▶ [Try it]:
Please print the entries below exactly, from the line with "repository 364a8b55dc54d72d" through the line with "any previous value.", including both of those lines and leaving out all others.

━━━━━ Exercise input ━━━━━

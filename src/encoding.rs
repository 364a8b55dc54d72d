//! Canonical request encoding ([RFC 5849 section 3.4.1][rfc]).
//!
//! [rfc]: https://tools.ietf.org/html/rfc5849#section-3.4.1

use std::borrow::Cow;
use std::collections::btree_map::{self, BTreeMap};

use http::Method;
use percent_encoding::{percent_decode_str, utf8_percent_encode, AsciiSet, NON_ALPHANUMERIC};
use serde::Serialize;
use tracing::warn;
use url::Url;

use crate::{EncodingError, OAUTH_KEY_PREFIX};

/// Everything outside the RFC 3986 unreserved set is escaped.
const OAUTH_ENCODE_SET: &AsciiSet = &NON_ALPHANUMERIC
    .remove(b'-')
    .remove(b'.')
    .remove(b'_')
    .remove(b'~');

/// Percent-encodes `input` the way OAuth1 signing requires: unreserved
/// characters pass through, every other byte becomes an uppercase `%XX`.
pub fn percent_encode(input: &str) -> Cow<'_, str> {
    utf8_percent_encode(input, OAUTH_ENCODE_SET).into()
}

/// Inverse of [`percent_encode`]. Invalid UTF-8 is replaced lossily.
pub fn percent_decode(input: &str) -> Cow<'_, str> {
    percent_decode_str(input).decode_utf8_lossy()
}

/// Request parameters with at most one value per name.
#[derive(Debug, Clone, Default, PartialEq, Eq)]
pub struct Parameters {
    inner: BTreeMap<String, String>,
}

impl Parameters {
    pub fn new() -> Self {
        Default::default()
    }

    /// Sets `key` to `value`, replacing any previous value.
    pub fn insert<K, V>(&mut self, key: K, value: V) -> Option<String>
    where
        K: Into<String>,
        V: Into<String>,
    {
        self.inner.insert(key.into(), value.into())
    }

    pub fn get(&self, key: &str) -> Option<&str> {
        self.inner.get(key).map(String::as_str)
    }

    pub fn contains_key(&self, key: &str) -> bool {
        self.inner.contains_key(key)
    }

    pub fn len(&self) -> usize {
        self.inner.len()
    }

    pub fn is_empty(&self) -> bool {
        self.inner.is_empty()
    }

    pub fn iter(&self) -> impl Iterator<Item = (&str, &str)> {
        self.inner.iter().map(|(k, v)| (k.as_str(), v.as_str()))
    }

    /// Collects caller parameters from anything `serde_urlencoded` can
    /// serialize (slices of pairs, maps, flat structs).
    ///
    /// Only the first value of a repeated name is kept. Names starting with
    /// `oauth_` are refused since they would shadow protocol parameters.
    pub fn from_serialize<T: Serialize + ?Sized>(params: &T) -> Result<Self, EncodingError> {
        let query = serde_urlencoded::to_string(params)
            .map_err(|e| EncodingError::Serialize(e.to_string()))?;
        let mut parameters = Parameters::new();
        for (key, value) in url::form_urlencoded::parse(query.as_bytes()) {
            if key.starts_with(OAUTH_KEY_PREFIX) {
                return Err(EncodingError::ReservedParameter(key.into_owned()));
            }
            match parameters.inner.entry(key.into_owned()) {
                btree_map::Entry::Vacant(entry) => {
                    entry.insert(value.into_owned());
                }
                btree_map::Entry::Occupied(entry) => {
                    warn!(
                        key = %entry.key(),
                        "dropping repeated parameter, only the first value is sent"
                    );
                }
            }
        }
        Ok(parameters)
    }

    /// Encodes every pair with [`percent_encode`], sorted by encoded name and
    /// then encoded value.
    fn encoded_pairs(&self) -> Vec<(Cow<'_, str>, Cow<'_, str>)> {
        let mut pairs: Vec<_> = self
            .inner
            .iter()
            .map(|(k, v)| (percent_encode(k), percent_encode(v)))
            .collect();
        pairs.sort();
        pairs
    }

    /// Query string as transmitted. Identical to the normalized form used for
    /// signing, so the provider recomputes the same base string.
    pub fn to_query(&self) -> String {
        normalized_parameters(self)
    }
}

impl<K, V> FromIterator<(K, V)> for Parameters
where
    K: Into<String>,
    V: Into<String>,
{
    fn from_iter<I: IntoIterator<Item = (K, V)>>(iter: I) -> Self {
        let mut parameters = Parameters::new();
        parameters.extend(iter);
        parameters
    }
}

impl<K, V> Extend<(K, V)> for Parameters
where
    K: Into<String>,
    V: Into<String>,
{
    fn extend<I: IntoIterator<Item = (K, V)>>(&mut self, iter: I) {
        for (k, v) in iter {
            self.insert(k, v);
        }
    }
}

/// The normalized request parameter string: `k=v` pairs joined with `&`.
pub fn normalized_parameters(params: &Parameters) -> String {
    params
        .encoded_pairs()
        .iter()
        .map(|(k, v)| format!("{}={}", k, v))
        .collect::<Vec<_>>()
        .join("&")
}

/// Builds the signature base string `METHOD&enc(url)&enc(params)`.
///
/// `url` is taken as-is and must not carry a query string; its parameters
/// belong in `params`.
pub fn base_string(method: &Method, url: &Url, params: &Parameters) -> String {
    let normalized = normalized_parameters(params);
    format!(
        "{}&{}&{}",
        method.as_str(),
        percent_encode(url.as_str()),
        percent_encode(&normalized)
    )
}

━━━━━

▶ [Expected answer]:
repository 364a8b55dc54d72d
//! Canonical request encoding ([RFC 5849 section 3.4.1][rfc]).
//!
//! [rfc]: https://tools.ietf.org/html/rfc5849#section-3.4.1

use std::borrow::Cow;
use std::collections::btree_map::{self, BTreeMap};

use http::Method;
use percent_encoding::{percent_decode_str, utf8_percent_encode, AsciiSet, NON_ALPHANUMERIC};
use serde::Serialize;
use tracing::warn;
use url::Url;

use crate::{EncodingError, OAUTH_KEY_PREFIX};

/// Everything outside the RFC 3986 unreserved set is escaped.
const OAUTH_ENCODE_SET: &AsciiSet = &NON_ALPHANUMERIC
    .remove(b'-')
    .remove(b'.')
    .remove(b'_')
    .remove(b'~');

/// Percent-encodes `input` the way OAuth1 signing requires: unreserved
/// characters pass through, every other byte becomes an uppercase `%XX`.
pub fn percent_encode(input: &str) -> Cow<'_, str> {
    utf8_percent_encode(input, OAUTH_ENCODE_SET).into()
}

/// Inverse of [`percent_encode`]. Invalid UTF-8 is replaced lossily.
pub fn percent_decode(input: &str) -> Cow<'_, str> {
    percent_decode_str(input).decode_utf8_lossy()
}

/// Request parameters with at most one value per name.
#[derive(Debug, Clone, Default, PartialEq, Eq)]
pub struct Parameters {
    inner: BTreeMap<String, String>,
}

impl Parameters {
    pub fn new() -> Self {
        Default::default()
    }

    /// Sets `key` to `value`, replacing any previous value.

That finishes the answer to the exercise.